監修者×編集者対談|メディアや芸能界で引っ張りだこの有名美容師に聞く、おうちヘアケアの極意
「髪の守護神」と呼ばれる美容師が、誰でもできるヘアケアを伝授
田中淑美(以下、田中) お風呂前のブラッシングから始まり、正しいシャンプー/トリートメントの手順、キレイな髪になるための乾かし方、マッサージ方法、スタイリング剤の選び方、髪の悩み対策に至るまでヘアケアの基本をすべて詰め込んだ本が出来上がりました。

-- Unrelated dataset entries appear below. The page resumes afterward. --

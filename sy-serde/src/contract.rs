// sy - typed protobuf envelope serialization
// Copyright Bitdrift, Inc. All rights reserved.
//
// Use of this source code is governed by a source available license that can be found in the
// LICENSE file or at:
// https://polyformproject.org/wp-content/uploads/2020/06/PolyForm-Shield-1.0.0.txt

#[cfg(test)]
#[path = "./contract_test.rs"]
mod tests;

use crate::{Error, Result};
use protobuf::MessageFull;
use protobuf::reflect::MessageDescriptor;
use std::any::TypeId;

/// Returned by [`Serializable::named`] for values that carry no name.
pub const UNNAMED: &str = "UNNAMED";

//
// WrappedType
//

/// Identifies the foreign type a wrapper adapter serializes on behalf of.
#[derive(Clone, Copy, Debug, PartialEq, Eq, Hash)]
pub struct WrappedType {
  type_id: TypeId,
  type_name: &'static str,
}

impl WrappedType {
  #[must_use]
  pub fn of<F: 'static>() -> Self {
    Self {
      type_id: TypeId::of::<F>(),
      type_name: std::any::type_name::<F>(),
    }
  }

  #[must_use]
  pub const fn type_id(&self) -> TypeId {
    self.type_id
  }

  #[must_use]
  pub const fn type_name(&self) -> &'static str {
    self.type_name
  }

  #[must_use]
  pub fn is<F: 'static>(&self) -> bool {
    self.type_id == TypeId::of::<F>()
  }
}

//
// Serializable
//

/// Contract for types that convert to and from a protobuf schema.
///
/// Implementations must override [`Self::to_payload`] and [`Self::from_payload`]. The defaults
/// fail with [`Error::NotImplemented`] so that a type which forgot to provide them surfaces the
/// mistake at the first conversion instead of producing an empty payload.
///
/// The payload produced by `to_payload` must be accepted by `from_payload` and yield a value
/// equal to the original.
pub trait Serializable: Sized + Send + 'static {
  /// The schema this type encodes to. Several types may share one schema, in which case the
  /// schema can still be used to encode but cannot be used to find the type when decoding.
  type Schema: MessageFull;

  /// The fully-qualified name written as the envelope's type tag. It must be unique per type.
  /// Types exchanged between independently built processes should override the default, which
  /// depends on the Rust module path.
  fn type_name() -> &'static str {
    std::any::type_name::<Self>()
  }

  fn to_payload(&self) -> Result<Self::Schema> {
    Err(Error::not_implemented(Self::type_name(), "to_payload"))
  }

  fn from_payload(_payload: Self::Schema) -> Result<Self> {
    Err(Error::not_implemented(Self::type_name(), "from_payload"))
  }

  fn schema_descriptor() -> MessageDescriptor {
    Self::Schema::descriptor()
  }

  /// The foreign type this type adapts. Only wrapper adapters override this, everything else
  /// fails with [`Error::NotImplemented`], which means "not a wrapper".
  fn wrapped_type() -> Result<WrappedType> {
    Err(Error::not_implemented(Self::type_name(), "wrapped_type"))
  }

  fn name(&self) -> Option<&str> {
    None
  }

  fn named(&self) -> &str {
    self.name().unwrap_or(UNNAMED)
  }
}

/// Whether `T` declares itself a wrapper adapter.
#[must_use]
pub fn is_wrapper<T: Serializable>() -> bool {
  match T::wrapped_type() {
    Ok(_) => true,
    Err(e) => {
      if !e.is_not_implemented() {
        log::warn!("{}: wrapped_type failed: {e}", T::type_name());
      }
      false
    },
  }
}
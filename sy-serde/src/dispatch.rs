// sy - typed protobuf envelope serialization
// Copyright Bitdrift, Inc. All rights reserved.
//
// Use of this source code is governed by a source available license that can be found in the
// LICENSE file or at:
// https://polyformproject.org/wp-content/uploads/2020/06/PolyForm-Shield-1.0.0.txt

#[cfg(test)]
#[path = "./dispatch_test.rs"]
mod tests;

use crate::contract::Serializable;
use crate::envelope::Envelope;
use crate::registry::TypeRegistry;
use crate::{Error, Result};
use bytes::Bytes;
use protobuf::{Message, MessageFull};
use std::any::Any;
use std::fmt;
use std::ops::BitOr;

//
// SerializeMode
//

/// The output forms requested from [`serialize`]. When both are requested the schema object
/// wins, so the result does not depend on the order the flags were set in.
#[derive(Clone, Copy, Debug, Default, PartialEq, Eq)]
pub struct SerializeMode {
  pub as_schema_object: bool,
  pub as_bytes: bool,
}

impl SerializeMode {
  pub const NONE: Self = Self {
    as_schema_object: false,
    as_bytes: false,
  };
  pub const AS_SCHEMA_OBJECT: Self = Self {
    as_schema_object: true,
    as_bytes: false,
  };
  pub const AS_BYTES: Self = Self {
    as_schema_object: false,
    as_bytes: true,
  };

  #[must_use]
  pub const fn union(self, other: Self) -> Self {
    Self {
      as_schema_object: self.as_schema_object || other.as_schema_object,
      as_bytes: self.as_bytes || other.as_bytes,
    }
  }

  #[must_use]
  pub const fn is_empty(self) -> bool {
    !self.as_schema_object && !self.as_bytes
  }
}

impl BitOr for SerializeMode {
  type Output = Self;

  fn bitor(self, rhs: Self) -> Self {
    self.union(rhs)
  }
}

//
// Serialized
//

#[derive(Clone, Debug, PartialEq)]
pub enum Serialized<M> {
  /// The schema object itself, no envelope.
  Proto(M),
  /// An encoded envelope.
  Bytes(Bytes),
}

impl<M> Serialized<M> {
  #[must_use]
  pub const fn kind(&self) -> &'static str {
    match self {
      Self::Proto(_) => "schema object",
      Self::Bytes(_) => "bytes",
    }
  }

  pub fn into_proto(self) -> Result<M> {
    match self {
      Self::Proto(message) => Ok(message),
      Self::Bytes(_) => Err(Error::type_mismatch("schema object", "bytes")),
    }
  }

  pub fn into_bytes(self) -> Result<Bytes> {
    match self {
      Self::Bytes(bytes) => Ok(bytes),
      Self::Proto(_) => Err(Error::type_mismatch("bytes", "schema object")),
    }
  }
}

//
// Deserialized
//

/// A value reconstructed from an envelope, along with the tag it was resolved from.
pub struct Deserialized {
  type_tag: String,
  value: Box<dyn Any + Send>,
}

impl Deserialized {
  pub(crate) fn new(type_tag: String, value: Box<dyn Any + Send>) -> Self {
    Self { type_tag, value }
  }

  #[must_use]
  pub fn type_tag(&self) -> &str {
    &self.type_tag
  }

  #[must_use]
  pub fn is<T: 'static>(&self) -> bool {
    self.value.is::<T>()
  }

  #[must_use]
  pub fn downcast_ref<T: 'static>(&self) -> Option<&T> {
    self.value.downcast_ref::<T>()
  }

  pub fn downcast<T: 'static>(self) -> Result<T> {
    let Self { type_tag, value } = self;
    value
      .downcast::<T>()
      .map(|value| *value)
      .map_err(|_| Error::type_mismatch(std::any::type_name::<T>(), type_tag))
  }

  #[must_use]
  pub fn into_any(self) -> Box<dyn Any + Send> {
    self.value
  }
}

impl fmt::Debug for Deserialized {
  fn fmt(&self, f: &mut fmt::Formatter<'_>) -> fmt::Result {
    f.debug_struct("Deserialized")
      .field("type_tag", &self.type_tag)
      .finish_non_exhaustive()
  }
}

//
// Entry points
//

pub fn serialize<T: Serializable>(value: &T, mode: SerializeMode) -> Result<Serialized<T::Schema>> {
  if mode.as_schema_object {
    return Ok(Serialized::Proto(value.to_payload()?));
  }

  if mode.as_bytes {
    log::debug!("serializing {} ({})", T::type_name(), value.named());
    let content = value.to_payload()?.write_to_bytes()?;
    return Ok(Serialized::Bytes(
      Envelope::new(T::type_name(), content).encode()?,
    ));
  }

  Err(Error::NoModeSpecified)
}

/// Reconstructs the value carried by an encoded envelope using the type the registry resolves
/// its tag to.
pub fn deserialize(registry: &TypeRegistry, data: &[u8]) -> Result<Deserialized> {
  let (type_tag, content) =
    Envelope::decode_with_limit(data, registry.max_envelope_size())?.into_parts();
  let entry = registry.resolve(&type_tag)?;

  log::debug!(
    "deserializing {} from {} bytes of {}",
    type_tag,
    content.len(),
    entry.schema_name()
  );
  let value = entry.reconstruct(&content)?;

  Ok(Deserialized::new(type_tag, value))
}

/// Like [`deserialize`] but fails with [`Error::TypeMismatch`] unless the envelope holds a `T`.
pub fn deserialize_as<T: 'static>(registry: &TypeRegistry, data: &[u8]) -> Result<T> {
  deserialize(registry, data)?.downcast()
}

/// Reconstructs a value from a bare schema object. The type is found through the schema's
/// reverse mapping, so this fails for schemas shared by several types.
pub fn deserialize_proto<M: MessageFull>(registry: &TypeRegistry, proto: &M) -> Result<Deserialized> {
  let entry = registry.resolve_schema(M::descriptor().full_name())?;
  let value = entry.reconstruct(&proto.write_to_bytes()?)?;

  Ok(Deserialized::new(entry.type_tag().to_string(), value))
}

//
// SerializableExt
//

/// Shorthands over [`serialize`] that check the shape of the result.
pub trait SerializableExt: Serializable {
  fn to_proto(&self) -> Result<Self::Schema> {
    serialize(self, SerializeMode::AS_SCHEMA_OBJECT)?.into_proto()
  }

  fn proto(&self) -> Result<Self::Schema> {
    self.to_proto()
  }

  fn to_bytes(&self) -> Result<Bytes> {
    serialize(self, SerializeMode::AS_BYTES)?.into_bytes()
  }

  fn binary(&self) -> Result<Bytes> {
    self.to_bytes()
  }
}

impl<T: Serializable> SerializableExt for T {}
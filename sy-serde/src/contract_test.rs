// sy - typed protobuf envelope serialization
// Copyright Bitdrift, Inc. All rights reserved.
//
// Use of this source code is governed by a source available license that can be found in the
// LICENSE file or at:
// https://polyformproject.org/wp-content/uploads/2020/06/PolyForm-Shield-1.0.0.txt

use super::{Serializable, UNNAMED, WrappedType, is_wrapper};
use crate::Error;
use crate::test::{Account, Coordinates, CoordinatesWrapper, Point, Unfinished, account};
use assert_matches::assert_matches;
use sy_proto::protos::testing::fixtures::{Label, Point as PointProto};

struct Plain;

impl Serializable for Plain {
  type Schema = Label;
}

#[test]
fn unimplemented_conversions_fail() {
  assert_matches!(
    Unfinished.to_payload(),
    Err(Error::NotImplemented {
      type_name: "pkg.Unfinished",
      method: "to_payload"
    })
  );
  assert_matches!(
    Unfinished::from_payload(PointProto::default()),
    Err(Error::NotImplemented {
      type_name: "pkg.Unfinished",
      method: "from_payload"
    })
  );
}

#[test]
fn wrapped_type_marks_wrappers() {
  assert_matches!(
    Point::wrapped_type(),
    Err(Error::NotImplemented {
      method: "wrapped_type",
      ..
    })
  );
  assert!(!is_wrapper::<Point>());
  assert!(!is_wrapper::<Plain>());

  assert!(is_wrapper::<CoordinatesWrapper>());
  let wrapped = CoordinatesWrapper::wrapped_type().unwrap();
  assert_eq!(wrapped, WrappedType::of::<Coordinates>());
  assert!(wrapped.is::<Coordinates>());
  assert!(!wrapped.is::<Point>());
}

#[test]
fn schema_descriptor_follows_schema() {
  assert_eq!(Point::schema_descriptor().full_name(), "sy.testing.v1.Point");
  assert_eq!(Plain::schema_descriptor().full_name(), "sy.testing.v1.Label");
  assert_eq!(
    Account::schema_descriptor().full_name(),
    "sy.testing.v1.Account"
  );
}

#[test]
fn default_type_name_is_the_rust_path() {
  assert!(Plain::type_name().ends_with("::Plain"));
  assert_eq!(Point::type_name(), "pkg.Point");
}

#[test]
fn names() {
  assert_eq!(account().named(), "ada");
  assert_eq!(account().name(), Some("ada"));
  assert_eq!(Point { x: 1, y: 2 }.name(), None);
  assert_eq!(Point { x: 1, y: 2 }.named(), UNNAMED);
}

#[test]
fn round_trip_through_payload() {
  let point = Point { x: 1, y: 2 };
  assert_eq!(Point::from_payload(point.to_payload().unwrap()).unwrap(), point);

  let account = account();
  assert_eq!(
    Account::from_payload(account.to_payload().unwrap()).unwrap(),
    account
  );

  let homeless = Account {
    home: None,
    ..account
  };
  let payload = homeless.to_payload().unwrap();
  assert!(payload.home.is_none());
  assert_eq!(Account::from_payload(payload).unwrap(), homeless);
}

砂原由弥さん(以下、砂原) 今回の本はタイプの違う3姉妹が抱える髪の悩みを私が解決していくストーリーになっています。それぞれ抱える髪の悩みはきっとどんな女性にも思い当たる部分があると思うし、絶対に共感してもらえるような楽しい本になっているのでとってもおすすめ。私もこの本に関わることができて楽しかったです。
田中 企画を立ち上げたのはコロナ禍真っ只中で誰もがマスクをしていた2022年のときでした。マスクのせいで鼻から下が隠される分、顔の上側の印象が強まることで髪について気になり始める人が多かったんですよね。例えばWeb会議でパソコンのモニターに映し出される自分の髪の広がりやぺたんこ具合が気になる……という声が増えていた時期で、ヘアスタイルについての世間の関心が高まっていました。そこで誰でも気負わず手軽に読めるヘアケア本を作りたいと思い、砂原さんにお声がけさせていただきました。
美容師さんは数多くいますが、砂原さんほどの美容師さんにはなかなか出会えません。砂原さんの魅力は長年の経験による確かな知識を持っていることに加えて、すごくポジティブで前向きなメッセージを発信されていることにあると思います。サロンワークに加えてドラマや映画、広告のヘアメイク、講師を務められるなどお忙しい砂原さんですが、実はとっても気さくでヘアケア初心者が相談しやすい雰囲気をお持ちのところが、企画にぴったりでした。
砂原 田中さんは、美容師でありながらテレビや雑誌のヘアメイクとして活動している私の仕事のスタンスや、これまでの仕事・活動内容を評価してくれました。ありのままの私の言葉を書籍で取り上げたいとのことだったので、素直な気持ちで引き受けることができました。
「髪が変われば人生が変わる」から、自宅でのケアがおすすめ
田中 女性なら誰しも、10代のころから絶えず髪を気にしているものですが、正しいヘアケア法を知っている方は多くありません。そんなヘアケア初心者さんに楽しみながら読んでもらいたくて、マンガ形式を採用しました。主人公はアラサー~30代の、髪質もライフスタイルも違う3姉妹。砂原さんの「髪が変われば人生が変わる」という言葉が読者の方にも感じてもらえて、ヘアケアが好きになってもらえるといいのですが……。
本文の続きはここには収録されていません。